Improving Durham from Halfway Across the World

As we travelled halfway across the world to Otago University, we didn’t quite know what to expect. We knew it was a great opportunity to meet and exchange ideas with other students and faculty members, but we didn’t anticipate how life-changing the Forum was going to be: both to us and to Durham University.

The Forum proved to be massively useful in highlighting both Durham’s similarities with other universities and how our University can put tangible plans into action. Through our discussions and sessions, we found that most of the universities represented faced similar struggles, including a noticeable divide between the town and university, a lack of continued engagement stemming from student transience, and a need for both student and community involvement in high-level decisions. This shows the success of MNU in gathering similar universities and ensuring that they have space to share and discuss both problems and solutions.

Our visit to the Ōtākou marae and Te Kaika was one of the highlights of the Forum. The visit broadened our perspective on the prominent role that the University plays in bettering the whole community. Although Durham University has had much success in their low-level community engagement (i.e. volunteering, outreach, etc), it is crucial that these efforts are continued and furthered. Another highlight was the chance to have other University representatives propose solutions to Durham’s problems, which was incredibly useful as they were both fresh and objective ideas which we will definitely share with our colleagues in Durham.

To make the Matariki Network’s vision a reality, there are three main steps we will take at our University this academic year.

First, we are aiming to increase recognition of the Network by hosting events and workshops across the year culminating in Durham hosting the 2019 forum to benefit students and faculty alike. We hope that these events will create a space for dialogue for both international and home students, postgraduates and undergraduates, students or staff.

Secondly, as Durham’s delegates to this year’s forum, we are also in the process of feeding back what we have found to be common challenges and practical solutions to problems we face to the Student’s Union and University staff. This will happen at the beginning of the academic year so that we will have the chance to make real changes throughout the year and reflect on them during the 2019 Forum.

Thirdly, we will liaise with student leaders and staff to ensure that the Matariki values are implemented by student-led projects such as Student Community Action (SCA) to the high-level decision-making processes of University executives.

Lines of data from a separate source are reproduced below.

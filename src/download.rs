//! Download manager
//!
//! Streams an archive from the artifact source into the component's
//! GUID-rooted tree: write to a temp file in bounded memory, fsync, verify
//! size and checksum, atomically rename into place, then copy into the
//! per-build history folder. Partial files never survive a failure.

use futures_util::StreamExt;
use sha2::{Digest, Sha256};
use std::path::{Path, PathBuf};
use std::sync::Arc;
use std::time::Duration;
use tokio::io::{AsyncWriteExt, BufWriter};
use tokio_util::sync::CancellationToken;
use tracing::debug;
use url::Url;

use crate::coordinate::BuildCoordinate;
use crate::error::DownloadError;
use crate::jfrog::ArtifactSource;
use crate::layout::ComponentLayout;

/// Upper bound on buffered bytes between the socket and the disk.
const WRITE_BUFFER_BYTES: usize = 64 * 1024;

/// Result of a completed download.
#[derive(Debug, Clone)]
pub struct DownloadOutcome {
    /// The current archive (`s/<name>.zip`), overwritten per build.
    pub archive_path: PathBuf,
    /// The retained copy for this build under `s/history/`.
    pub history_copy: PathBuf,
    pub file_size: u64,
    /// Lowercase hex SHA-256 of the written bytes.
    pub checksum: String,
}

struct Streamed {
    size: u64,
    checksum: String,
    expected_len: Option<u64>,
    upstream_checksum: Option<String>,
}

/// Streams archives to disk. Per-tuple serialization and the global
/// concurrency cap are the scheduler's responsibility.
pub struct DownloadManager {
    source: Arc<dyn ArtifactSource>,
}

impl DownloadManager {
    pub fn new(source: Arc<dyn ArtifactSource>) -> Self {
        Self { source }
    }

    /// Download one build into the layout. On any failure the temp file is
    /// removed; the previous current archive is only replaced after the new
    /// bytes are verified and fsynced.
    pub async fn download(
        &self,
        layout: &ComponentLayout,
        url: &Url,
        coord: &BuildCoordinate,
        timeout: Duration,
        cancel: &CancellationToken,
    ) -> Result<DownloadOutcome, DownloadError> {
        layout.ensure()?;
        let final_path = layout.current_archive();
        let temp_path = partial_path(&final_path);

        let streamed =
            match tokio::time::timeout(timeout, self.stream_to(url, &temp_path, cancel)).await {
                Err(_) => {
                    remove_quietly(&temp_path).await;
                    return Err(DownloadError::Timeout {
                        seconds: timeout.as_secs(),
                    });
                }
                Ok(Err(err)) => {
                    remove_quietly(&temp_path).await;
                    return Err(err);
                }
                Ok(Ok(streamed)) => streamed,
            };

        if let Some(expected) = streamed.expected_len {
            if expected != streamed.size {
                remove_quietly(&temp_path).await;
                return Err(DownloadError::SizeMismatch {
                    expected,
                    actual: streamed.size,
                });
            }
        }
        if let Some(expected) = &streamed.upstream_checksum {
            if *expected != streamed.checksum {
                remove_quietly(&temp_path).await;
                return Err(DownloadError::ChecksumMismatch {
                    expected: expected.clone(),
                    actual: streamed.checksum,
                });
            }
        } else {
            debug!(url = %url, "no upstream checksum header, skipping verification");
        }

        tokio::fs::rename(&temp_path, &final_path).await?;

        let history_copy = layout.history_archive(coord);
        if let Some(parent) = history_copy.parent() {
            tokio::fs::create_dir_all(parent).await?;
        }
        tokio::fs::copy(&final_path, &history_copy).await?;

        Ok(DownloadOutcome {
            archive_path: final_path,
            history_copy,
            file_size: streamed.size,
            checksum: streamed.checksum,
        })
    }

    async fn stream_to(
        &self,
        url: &Url,
        temp_path: &Path,
        cancel: &CancellationToken,
    ) -> Result<Streamed, DownloadError> {
        let crate::jfrog::ArtifactPayload {
            content_length,
            checksum_sha256,
            mut stream,
        } = self
            .source
            .fetch(url)
            .await
            .map_err(DownloadError::from_source)?;

        let file = tokio::fs::File::create(temp_path).await?;
        let mut writer = BufWriter::with_capacity(WRITE_BUFFER_BYTES, file);
        let mut hasher = Sha256::new();
        let mut size: u64 = 0;

        loop {
            let chunk = tokio::select! {
                _ = cancel.cancelled() => return Err(DownloadError::Cancelled),
                chunk = stream.next() => chunk,
            };
            match chunk {
                None => break,
                Some(Ok(bytes)) => {
                    hasher.update(&bytes);
                    size += bytes.len() as u64;
                    writer.write_all(&bytes).await?;
                }
                Some(Err(err)) => return Err(DownloadError::from_source(err)),
            }
        }

        writer.flush().await?;
        writer.get_ref().sync_all().await?;

        Ok(Streamed {
            size,
            checksum: hex_digest(&hasher.finalize()),
            expected_len: content_length,
            upstream_checksum: checksum_sha256,
        })
    }
}

fn partial_path(final_path: &Path) -> PathBuf {
    let mut name = final_path.as_os_str().to_os_string();
    name.push(".partial");
    PathBuf::from(name)
}

fn hex_digest(bytes: &[u8]) -> String {
    bytes.iter().map(|b| format!("{b:02x}")).collect()
}

async fn remove_quietly(path: &Path) {
    let _ = tokio::fs::remove_file(path).await;
}
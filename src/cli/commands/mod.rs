//! Command handlers, one module per subcommand.
//!
//! Handlers print their own output and return the exit code; the contract
//! lives in [`crate::exit_codes`].

pub mod cleanup;
pub mod config;
pub mod poll;
pub mod start;
pub mod status;

use std::sync::Arc;
use url::Url;

use crate::cli::run::CommandContext;
use crate::error::SettingsError;
use crate::jfrog::JfrogClient;

/// Build the authenticated repository client from configuration. Missing
/// credentials or a malformed base URL are startup configuration errors.
pub(crate) fn build_client(ctx: &CommandContext) -> Result<JfrogClient, String> {
    let raw_url = ctx
        .settings
        .jfrog_base_url()
        .map_err(settings_error_message)?;
    let base = Url::parse(&raw_url)
        .map_err(|_| format!("configuration error: invalid JFrogBaseURL '{raw_url}'"))?;
    let (user, pass) = ctx
        .settings
        .jfrog_credentials()
        .map_err(settings_error_message)?;
    JfrogClient::new(base, user, pass).map_err(|err| format!("cannot build HTTP client: {err}"))
}

/// Assemble the full engine (store + settings + repository client).
pub(crate) fn build_engine(
    ctx: &CommandContext,
) -> Result<Arc<crate::scheduler::Engine>, String> {
    let client = build_client(ctx)?;
    Ok(Arc::new(crate::scheduler::Engine::new(
        Arc::clone(&ctx.store),
        Arc::clone(&ctx.settings),
        Arc::new(client),
        Arc::new(crate::clock::SystemClock),
        Arc::clone(&ctx.activity),
    )))
}

fn settings_error_message(err: SettingsError) -> String {
    format!("configuration error: {err}")
}
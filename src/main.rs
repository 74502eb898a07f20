//! wincore CLI binary
//!
//! Minimal entrypoint: all logic lives in the library, and cli::run()
//! handles all output including errors. main only maps the exit code.

fn main() {
    if let Err(code) = wincore::cli::run() {
        std::process::exit(code.as_i32());
    }
}
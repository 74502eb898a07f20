//! Command-line interface: argument definitions, dispatch, and handlers.

pub mod args;
pub mod commands;
pub mod run;

pub use run::run;
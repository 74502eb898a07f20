//! Structured activity log
//!
//! Every meaningful step of the engine appends one row: level, optional
//! operation tag, optional tuple and coordinate, optional duration, message.
//! Rows go to the relational log table and, when configured, to a
//! line-oriented JSON sink suitable for log forwarding (one object per
//! line). Appends never fail the pipeline; a sink error is reported through
//! `tracing` and swallowed.

use chrono::{DateTime, Utc};
use serde_json::json;
use std::fs::{File, OpenOptions};
use std::io::Write;
use std::path::Path;
use std::sync::{Arc, Mutex};
use std::time::Duration;
use tracing::warn;

use crate::coordinate::BuildCoordinate;
use crate::store::Store;
use crate::types::{ActivityRecord, LogLevel, Operation, TupleKey};

/// Append-only writer for activity records.
pub struct ActivityLog {
    store: Arc<Store>,
    json_sink: Option<Mutex<File>>,
}

impl ActivityLog {
    pub fn new(store: Arc<Store>) -> Self {
        Self {
            store,
            json_sink: None,
        }
    }

    /// Additionally append one JSON object per record to `path`.
    pub fn with_json_sink(store: Arc<Store>, path: &Path) -> std::io::Result<Self> {
        let file = OpenOptions::new().create(true).append(true).open(path)?;
        Ok(Self {
            store,
            json_sink: Some(Mutex::new(file)),
        })
    }

    /// Start building a record at the given level.
    pub fn entry(&self, level: LogLevel) -> EntryBuilder<'_> {
        EntryBuilder {
            log: self,
            record: ActivityRecord {
                ts: Utc::now(),
                level,
                operation: None,
                component_id: None,
                branch_id: None,
                coordinate: None,
                duration_ms: None,
                message: String::new(),
            },
        }
    }

    /// Append a fully built record to every sink.
    pub fn record(&self, record: ActivityRecord) {
        mirror_to_tracing(&record);
        if let Err(err) = self.store.append_log(&record) {
            warn!(error = %err, "failed to append activity log row");
        }
        if let Some(sink) = &self.json_sink {
            let line = json_line(&record);
            match sink.lock() {
                Ok(mut file) => {
                    if let Err(err) = writeln!(file, "{line}") {
                        warn!(error = %err, "failed to write activity JSON line");
                    }
                }
                Err(_) => warn!("activity JSON sink poisoned"),
            }
        }
    }
}

/// Builder for one activity record.
pub struct EntryBuilder<'a> {
    log: &'a ActivityLog,
    record: ActivityRecord,
}

impl EntryBuilder<'_> {
    pub fn ts(mut self, ts: DateTime<Utc>) -> Self {
        self.record.ts = ts;
        self
    }

    pub fn op(mut self, operation: Operation) -> Self {
        self.record.operation = Some(operation);
        self
    }

    pub fn tuple(mut self, key: TupleKey) -> Self {
        self.record.component_id = Some(key.component_id);
        self.record.branch_id = Some(key.branch_id);
        self
    }

    pub fn coordinate(mut self, coord: &BuildCoordinate) -> Self {
        self.record.coordinate = Some(*coord);
        self
    }

    pub fn duration(mut self, elapsed: Duration) -> Self {
        self.record.duration_ms = Some(elapsed.as_millis() as u64);
        self
    }

    /// Set the message and append the record.
    pub fn emit(mut self, message: impl Into<String>) {
        self.record.message = message.into();
        self.log.record(self.record);
    }
}

fn json_line(record: &ActivityRecord) -> String {
    json!({
        "ts": record.ts.to_rfc3339(),
        "level": record.level.as_str(),
        "op": record.operation.map(Operation::as_str),
        "component": record.component_id,
        "branch": record.branch_id,
        "build": record.coordinate.map(|c| c.to_string()),
        "dur_ms": record.duration_ms,
        "msg": record.message,
    })
    .to_string()
}

fn mirror_to_tracing(record: &ActivityRecord) {
    let op = record.operation.map(Operation::as_str).unwrap_or("-");
    match record.level {
        LogLevel::Debug => tracing::debug!(op, msg = %record.message),
        LogLevel::Info => tracing::info!(op, msg = %record.message),
        LogLevel::Warning => tracing::warn!(op, msg = %record.message),
        LogLevel::Error | LogLevel::Critical => tracing::error!(op, msg = %record.message),
    }
}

And now, as we travel back to Durham, we have had the chance to reflect on the Forum. All in all, it was an incredibly humbling, beneficial and rewarding experience to be a part of. We are certain that, without the Forum, we wouldn’t have been able to brainstorm solutions and put plans into action. Improving Durham’s community engagement efforts has begun, and it all started from the Forum. We look forward to sharing what we’ve learned with our colleagues in Durham.